(Stored items)
******************************

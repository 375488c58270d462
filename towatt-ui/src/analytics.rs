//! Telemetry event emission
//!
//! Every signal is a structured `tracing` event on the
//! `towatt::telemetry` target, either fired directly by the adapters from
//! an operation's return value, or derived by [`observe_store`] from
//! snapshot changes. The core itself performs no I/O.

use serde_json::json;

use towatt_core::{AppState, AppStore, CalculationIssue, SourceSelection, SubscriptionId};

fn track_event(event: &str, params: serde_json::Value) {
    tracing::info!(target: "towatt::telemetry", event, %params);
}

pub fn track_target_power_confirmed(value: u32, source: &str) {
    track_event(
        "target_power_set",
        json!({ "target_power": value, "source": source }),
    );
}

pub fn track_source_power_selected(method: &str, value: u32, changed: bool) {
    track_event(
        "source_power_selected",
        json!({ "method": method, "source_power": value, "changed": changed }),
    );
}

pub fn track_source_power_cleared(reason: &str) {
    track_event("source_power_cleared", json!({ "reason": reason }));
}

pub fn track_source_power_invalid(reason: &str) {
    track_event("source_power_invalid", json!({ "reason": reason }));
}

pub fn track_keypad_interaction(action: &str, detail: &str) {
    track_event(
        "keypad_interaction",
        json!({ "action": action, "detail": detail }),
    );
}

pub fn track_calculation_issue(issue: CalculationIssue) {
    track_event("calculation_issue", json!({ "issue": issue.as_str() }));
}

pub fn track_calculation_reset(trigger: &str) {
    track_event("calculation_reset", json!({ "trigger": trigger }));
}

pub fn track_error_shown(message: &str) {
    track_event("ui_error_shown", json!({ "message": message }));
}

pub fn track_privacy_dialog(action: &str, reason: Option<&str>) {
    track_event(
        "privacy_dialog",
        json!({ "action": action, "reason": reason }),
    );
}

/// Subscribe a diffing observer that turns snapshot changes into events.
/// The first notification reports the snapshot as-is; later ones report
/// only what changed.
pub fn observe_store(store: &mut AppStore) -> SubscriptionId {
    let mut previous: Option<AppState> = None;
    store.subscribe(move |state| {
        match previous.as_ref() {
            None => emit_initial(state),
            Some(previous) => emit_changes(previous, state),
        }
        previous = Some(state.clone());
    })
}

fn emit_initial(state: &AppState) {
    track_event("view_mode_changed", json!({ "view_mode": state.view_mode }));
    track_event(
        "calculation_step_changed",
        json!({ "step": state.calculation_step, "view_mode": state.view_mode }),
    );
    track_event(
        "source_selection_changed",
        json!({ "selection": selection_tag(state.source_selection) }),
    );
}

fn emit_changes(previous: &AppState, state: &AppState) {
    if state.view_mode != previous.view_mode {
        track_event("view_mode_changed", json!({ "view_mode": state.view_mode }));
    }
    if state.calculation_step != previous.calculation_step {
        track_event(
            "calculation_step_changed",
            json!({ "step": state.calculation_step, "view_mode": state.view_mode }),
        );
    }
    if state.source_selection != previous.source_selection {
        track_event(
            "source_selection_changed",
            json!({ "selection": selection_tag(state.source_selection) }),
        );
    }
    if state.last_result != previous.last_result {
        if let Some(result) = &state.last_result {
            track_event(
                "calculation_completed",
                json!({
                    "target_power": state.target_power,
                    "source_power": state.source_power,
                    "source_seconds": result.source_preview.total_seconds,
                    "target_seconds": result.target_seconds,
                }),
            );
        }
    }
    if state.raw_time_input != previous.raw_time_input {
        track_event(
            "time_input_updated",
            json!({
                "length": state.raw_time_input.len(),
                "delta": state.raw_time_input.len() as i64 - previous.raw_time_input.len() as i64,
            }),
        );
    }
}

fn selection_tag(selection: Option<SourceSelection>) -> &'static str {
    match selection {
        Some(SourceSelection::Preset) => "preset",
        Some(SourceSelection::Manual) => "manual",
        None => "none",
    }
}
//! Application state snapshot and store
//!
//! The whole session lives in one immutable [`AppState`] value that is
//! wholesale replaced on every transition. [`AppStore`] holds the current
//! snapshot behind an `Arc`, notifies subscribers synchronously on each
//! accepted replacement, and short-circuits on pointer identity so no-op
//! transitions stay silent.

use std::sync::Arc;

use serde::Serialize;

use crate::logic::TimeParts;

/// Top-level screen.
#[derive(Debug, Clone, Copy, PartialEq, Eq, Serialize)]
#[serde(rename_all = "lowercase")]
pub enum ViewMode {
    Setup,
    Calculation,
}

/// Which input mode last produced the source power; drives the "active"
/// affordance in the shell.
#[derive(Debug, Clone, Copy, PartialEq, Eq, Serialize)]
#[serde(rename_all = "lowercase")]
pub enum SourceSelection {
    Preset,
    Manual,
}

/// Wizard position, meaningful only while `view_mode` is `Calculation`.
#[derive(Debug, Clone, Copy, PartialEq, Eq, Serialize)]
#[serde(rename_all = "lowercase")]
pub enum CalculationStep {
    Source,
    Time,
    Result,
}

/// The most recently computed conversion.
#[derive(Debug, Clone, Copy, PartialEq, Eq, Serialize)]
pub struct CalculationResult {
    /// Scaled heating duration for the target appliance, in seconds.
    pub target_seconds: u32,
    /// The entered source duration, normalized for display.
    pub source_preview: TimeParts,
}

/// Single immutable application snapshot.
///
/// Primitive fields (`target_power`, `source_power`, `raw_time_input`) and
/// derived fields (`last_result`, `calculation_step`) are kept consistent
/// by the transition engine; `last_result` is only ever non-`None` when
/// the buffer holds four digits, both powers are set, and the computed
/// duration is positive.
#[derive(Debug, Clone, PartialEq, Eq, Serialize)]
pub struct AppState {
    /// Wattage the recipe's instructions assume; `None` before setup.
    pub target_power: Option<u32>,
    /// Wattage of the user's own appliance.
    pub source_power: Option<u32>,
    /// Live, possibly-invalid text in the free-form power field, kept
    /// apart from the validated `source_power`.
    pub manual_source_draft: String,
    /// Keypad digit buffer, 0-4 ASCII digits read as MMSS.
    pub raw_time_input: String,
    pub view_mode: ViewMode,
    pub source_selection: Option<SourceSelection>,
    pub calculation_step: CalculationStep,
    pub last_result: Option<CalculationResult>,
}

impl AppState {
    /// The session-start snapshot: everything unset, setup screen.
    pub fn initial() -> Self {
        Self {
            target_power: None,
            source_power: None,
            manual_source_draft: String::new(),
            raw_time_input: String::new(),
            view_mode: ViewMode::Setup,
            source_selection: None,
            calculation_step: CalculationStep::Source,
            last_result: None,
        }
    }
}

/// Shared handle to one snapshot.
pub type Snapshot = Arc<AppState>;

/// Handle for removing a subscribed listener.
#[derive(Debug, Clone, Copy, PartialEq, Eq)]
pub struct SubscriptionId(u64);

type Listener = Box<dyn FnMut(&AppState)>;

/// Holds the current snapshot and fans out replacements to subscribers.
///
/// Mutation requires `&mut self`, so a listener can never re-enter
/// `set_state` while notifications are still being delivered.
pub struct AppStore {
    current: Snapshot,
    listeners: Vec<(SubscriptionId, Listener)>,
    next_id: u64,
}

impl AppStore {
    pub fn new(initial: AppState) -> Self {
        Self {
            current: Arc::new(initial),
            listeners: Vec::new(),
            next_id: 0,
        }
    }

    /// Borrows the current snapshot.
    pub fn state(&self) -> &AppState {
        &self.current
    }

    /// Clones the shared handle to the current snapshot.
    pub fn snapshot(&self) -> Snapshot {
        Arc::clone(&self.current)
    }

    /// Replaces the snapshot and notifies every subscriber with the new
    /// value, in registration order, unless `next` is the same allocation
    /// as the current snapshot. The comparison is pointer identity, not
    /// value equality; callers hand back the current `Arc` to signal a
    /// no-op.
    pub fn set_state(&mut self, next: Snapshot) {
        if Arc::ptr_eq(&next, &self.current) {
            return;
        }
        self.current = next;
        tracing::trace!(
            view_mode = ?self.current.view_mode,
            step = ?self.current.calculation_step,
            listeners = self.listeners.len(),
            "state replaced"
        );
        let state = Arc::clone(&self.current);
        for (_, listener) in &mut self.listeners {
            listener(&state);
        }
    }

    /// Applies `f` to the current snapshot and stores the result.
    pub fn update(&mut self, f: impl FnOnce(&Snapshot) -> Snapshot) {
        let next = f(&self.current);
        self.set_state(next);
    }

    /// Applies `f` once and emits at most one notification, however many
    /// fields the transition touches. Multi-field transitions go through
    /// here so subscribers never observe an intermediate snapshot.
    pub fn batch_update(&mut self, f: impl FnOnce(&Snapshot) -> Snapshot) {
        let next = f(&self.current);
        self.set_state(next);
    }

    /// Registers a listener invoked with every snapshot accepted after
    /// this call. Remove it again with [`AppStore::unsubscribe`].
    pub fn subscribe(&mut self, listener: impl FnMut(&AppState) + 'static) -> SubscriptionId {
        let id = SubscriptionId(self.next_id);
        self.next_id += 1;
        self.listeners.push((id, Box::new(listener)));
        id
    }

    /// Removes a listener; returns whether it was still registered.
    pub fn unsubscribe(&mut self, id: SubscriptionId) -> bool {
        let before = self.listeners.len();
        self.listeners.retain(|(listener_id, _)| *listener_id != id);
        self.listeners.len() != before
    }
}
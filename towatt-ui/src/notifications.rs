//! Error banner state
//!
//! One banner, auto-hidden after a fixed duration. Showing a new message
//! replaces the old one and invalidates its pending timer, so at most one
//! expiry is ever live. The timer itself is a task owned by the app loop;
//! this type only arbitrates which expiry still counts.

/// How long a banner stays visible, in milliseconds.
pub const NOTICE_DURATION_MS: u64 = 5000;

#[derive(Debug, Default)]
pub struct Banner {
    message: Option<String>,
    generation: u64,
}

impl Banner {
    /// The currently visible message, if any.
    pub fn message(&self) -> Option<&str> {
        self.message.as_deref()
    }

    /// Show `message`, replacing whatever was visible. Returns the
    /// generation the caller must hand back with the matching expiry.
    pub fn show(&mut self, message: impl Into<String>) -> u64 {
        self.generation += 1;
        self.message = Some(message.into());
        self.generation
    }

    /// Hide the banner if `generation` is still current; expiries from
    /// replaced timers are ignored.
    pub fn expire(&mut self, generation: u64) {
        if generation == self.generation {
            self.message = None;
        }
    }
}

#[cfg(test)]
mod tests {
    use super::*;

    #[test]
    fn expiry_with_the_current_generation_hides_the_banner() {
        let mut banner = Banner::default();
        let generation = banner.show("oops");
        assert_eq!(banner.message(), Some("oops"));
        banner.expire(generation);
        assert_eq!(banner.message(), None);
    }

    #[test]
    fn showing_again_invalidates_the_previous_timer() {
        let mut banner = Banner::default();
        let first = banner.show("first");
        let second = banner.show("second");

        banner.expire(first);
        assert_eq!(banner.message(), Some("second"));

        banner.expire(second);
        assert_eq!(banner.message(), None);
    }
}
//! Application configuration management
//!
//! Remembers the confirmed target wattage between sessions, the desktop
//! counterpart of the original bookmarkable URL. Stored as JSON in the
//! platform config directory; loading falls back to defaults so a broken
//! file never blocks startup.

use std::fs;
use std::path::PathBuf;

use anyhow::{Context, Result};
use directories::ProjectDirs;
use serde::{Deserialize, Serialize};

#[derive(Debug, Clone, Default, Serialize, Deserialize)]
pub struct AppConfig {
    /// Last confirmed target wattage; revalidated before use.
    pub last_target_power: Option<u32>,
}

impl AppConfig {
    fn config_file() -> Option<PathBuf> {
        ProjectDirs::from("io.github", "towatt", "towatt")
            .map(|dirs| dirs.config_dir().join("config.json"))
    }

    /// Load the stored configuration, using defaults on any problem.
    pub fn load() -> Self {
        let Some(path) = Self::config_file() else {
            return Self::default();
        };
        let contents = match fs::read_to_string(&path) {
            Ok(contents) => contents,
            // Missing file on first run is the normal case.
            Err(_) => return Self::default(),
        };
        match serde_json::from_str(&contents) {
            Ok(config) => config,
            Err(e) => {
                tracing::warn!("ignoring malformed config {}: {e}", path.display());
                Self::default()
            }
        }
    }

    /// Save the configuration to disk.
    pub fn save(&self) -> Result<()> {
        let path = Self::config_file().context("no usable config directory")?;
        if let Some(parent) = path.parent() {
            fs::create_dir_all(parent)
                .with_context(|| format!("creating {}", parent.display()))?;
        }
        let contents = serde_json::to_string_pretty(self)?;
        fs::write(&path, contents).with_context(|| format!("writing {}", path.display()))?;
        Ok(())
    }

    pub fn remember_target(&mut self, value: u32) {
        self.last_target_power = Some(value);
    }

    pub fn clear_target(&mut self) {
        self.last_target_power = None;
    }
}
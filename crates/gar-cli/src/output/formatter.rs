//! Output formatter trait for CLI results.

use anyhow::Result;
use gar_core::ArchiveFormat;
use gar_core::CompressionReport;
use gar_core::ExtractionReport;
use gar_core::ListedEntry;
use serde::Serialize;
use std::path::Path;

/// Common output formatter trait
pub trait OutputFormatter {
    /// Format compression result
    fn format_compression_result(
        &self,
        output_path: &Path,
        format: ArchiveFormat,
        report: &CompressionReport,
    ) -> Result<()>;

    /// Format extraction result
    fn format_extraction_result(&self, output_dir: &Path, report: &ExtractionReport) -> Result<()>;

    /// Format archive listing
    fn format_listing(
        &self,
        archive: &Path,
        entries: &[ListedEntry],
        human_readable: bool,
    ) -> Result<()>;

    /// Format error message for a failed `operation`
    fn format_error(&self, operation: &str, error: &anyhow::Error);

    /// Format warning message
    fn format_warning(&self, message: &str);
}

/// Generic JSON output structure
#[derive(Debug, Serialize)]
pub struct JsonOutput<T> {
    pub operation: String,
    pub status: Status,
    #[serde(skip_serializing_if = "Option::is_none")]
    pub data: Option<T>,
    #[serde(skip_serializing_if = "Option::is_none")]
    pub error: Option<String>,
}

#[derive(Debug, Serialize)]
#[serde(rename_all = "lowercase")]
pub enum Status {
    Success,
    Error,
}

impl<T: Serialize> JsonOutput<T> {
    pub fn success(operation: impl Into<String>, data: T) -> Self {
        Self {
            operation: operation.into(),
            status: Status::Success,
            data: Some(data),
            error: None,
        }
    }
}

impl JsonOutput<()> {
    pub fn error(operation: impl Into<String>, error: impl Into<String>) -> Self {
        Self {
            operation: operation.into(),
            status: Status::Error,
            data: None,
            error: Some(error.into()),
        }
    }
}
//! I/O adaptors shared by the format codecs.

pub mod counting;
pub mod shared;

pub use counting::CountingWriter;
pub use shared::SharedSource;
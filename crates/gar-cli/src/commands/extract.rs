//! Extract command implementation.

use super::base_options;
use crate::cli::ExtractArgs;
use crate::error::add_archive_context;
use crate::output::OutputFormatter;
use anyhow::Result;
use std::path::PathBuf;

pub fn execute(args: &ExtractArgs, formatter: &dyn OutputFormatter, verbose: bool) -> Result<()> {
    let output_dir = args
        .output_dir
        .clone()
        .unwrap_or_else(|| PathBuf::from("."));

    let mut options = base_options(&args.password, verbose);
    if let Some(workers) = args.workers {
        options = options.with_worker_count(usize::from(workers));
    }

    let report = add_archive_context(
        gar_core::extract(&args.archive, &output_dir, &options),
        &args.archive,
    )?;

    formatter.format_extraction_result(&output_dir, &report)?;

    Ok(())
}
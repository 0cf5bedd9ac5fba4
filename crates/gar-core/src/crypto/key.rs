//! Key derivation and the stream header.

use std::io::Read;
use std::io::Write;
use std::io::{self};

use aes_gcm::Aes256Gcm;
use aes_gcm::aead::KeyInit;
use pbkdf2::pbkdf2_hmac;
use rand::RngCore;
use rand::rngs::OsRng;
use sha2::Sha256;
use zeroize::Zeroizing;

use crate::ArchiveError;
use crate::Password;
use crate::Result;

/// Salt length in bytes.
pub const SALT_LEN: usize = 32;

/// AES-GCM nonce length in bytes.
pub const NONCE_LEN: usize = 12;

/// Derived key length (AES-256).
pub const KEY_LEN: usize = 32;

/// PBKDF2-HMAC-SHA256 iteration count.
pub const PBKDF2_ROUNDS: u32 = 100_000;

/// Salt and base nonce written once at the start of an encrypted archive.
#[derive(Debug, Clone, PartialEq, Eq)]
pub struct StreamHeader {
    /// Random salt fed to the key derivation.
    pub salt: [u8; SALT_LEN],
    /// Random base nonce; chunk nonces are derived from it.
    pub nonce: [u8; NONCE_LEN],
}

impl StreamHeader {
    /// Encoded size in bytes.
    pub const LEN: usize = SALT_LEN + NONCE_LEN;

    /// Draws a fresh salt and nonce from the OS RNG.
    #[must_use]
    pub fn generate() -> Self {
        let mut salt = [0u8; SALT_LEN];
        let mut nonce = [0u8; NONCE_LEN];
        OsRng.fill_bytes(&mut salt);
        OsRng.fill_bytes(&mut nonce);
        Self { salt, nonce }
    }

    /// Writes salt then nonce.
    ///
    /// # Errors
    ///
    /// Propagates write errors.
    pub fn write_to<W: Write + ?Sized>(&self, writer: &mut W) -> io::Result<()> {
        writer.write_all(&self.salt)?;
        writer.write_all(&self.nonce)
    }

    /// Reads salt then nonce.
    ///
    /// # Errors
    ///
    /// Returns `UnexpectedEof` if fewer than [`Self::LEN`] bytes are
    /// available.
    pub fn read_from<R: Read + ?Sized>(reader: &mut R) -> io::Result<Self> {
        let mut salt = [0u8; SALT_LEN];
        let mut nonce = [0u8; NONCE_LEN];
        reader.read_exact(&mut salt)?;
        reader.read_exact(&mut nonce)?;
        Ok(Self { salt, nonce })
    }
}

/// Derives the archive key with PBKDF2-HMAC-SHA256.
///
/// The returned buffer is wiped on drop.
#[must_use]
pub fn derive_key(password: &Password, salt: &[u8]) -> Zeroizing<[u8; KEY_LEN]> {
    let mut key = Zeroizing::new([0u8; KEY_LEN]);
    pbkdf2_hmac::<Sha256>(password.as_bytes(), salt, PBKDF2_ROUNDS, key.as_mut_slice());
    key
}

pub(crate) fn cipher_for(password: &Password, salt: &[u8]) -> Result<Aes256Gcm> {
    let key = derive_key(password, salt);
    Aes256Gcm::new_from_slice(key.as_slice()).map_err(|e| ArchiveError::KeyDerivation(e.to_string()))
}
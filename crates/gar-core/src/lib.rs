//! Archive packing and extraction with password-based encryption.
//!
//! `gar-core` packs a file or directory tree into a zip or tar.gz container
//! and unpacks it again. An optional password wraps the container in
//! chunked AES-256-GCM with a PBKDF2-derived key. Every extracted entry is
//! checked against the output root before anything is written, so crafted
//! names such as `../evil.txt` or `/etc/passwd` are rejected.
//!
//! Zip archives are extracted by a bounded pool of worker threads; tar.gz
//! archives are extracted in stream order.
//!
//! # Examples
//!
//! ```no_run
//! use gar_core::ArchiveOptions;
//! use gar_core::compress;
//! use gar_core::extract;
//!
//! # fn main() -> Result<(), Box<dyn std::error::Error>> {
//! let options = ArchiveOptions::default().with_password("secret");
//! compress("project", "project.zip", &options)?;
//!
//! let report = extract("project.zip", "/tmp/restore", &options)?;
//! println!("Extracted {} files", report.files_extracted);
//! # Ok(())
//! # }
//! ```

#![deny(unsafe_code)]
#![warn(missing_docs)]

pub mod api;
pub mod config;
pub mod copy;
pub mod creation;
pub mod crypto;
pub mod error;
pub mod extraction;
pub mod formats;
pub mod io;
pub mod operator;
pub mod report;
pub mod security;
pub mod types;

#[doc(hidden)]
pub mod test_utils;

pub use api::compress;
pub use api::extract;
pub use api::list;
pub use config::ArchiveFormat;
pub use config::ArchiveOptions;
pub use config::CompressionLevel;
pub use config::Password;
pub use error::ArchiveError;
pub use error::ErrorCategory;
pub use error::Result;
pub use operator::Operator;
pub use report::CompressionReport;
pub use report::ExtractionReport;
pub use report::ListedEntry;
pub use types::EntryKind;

******************************

§ THE TASK:
Every line above in which the word "reason" is present must be copied into the answer.

§ SOLUTION BELOW:
pub fn track_source_power_cleared(reason: &str) {
    track_event("source_power_cleared", json!({ "reason": reason }));
pub fn track_source_power_invalid(reason: &str) {
    track_event("source_power_invalid", json!({ "reason": reason }));
pub fn track_privacy_dialog(action: &str, reason: Option<&str>) {
        json!({ "action": action, "reason": reason }),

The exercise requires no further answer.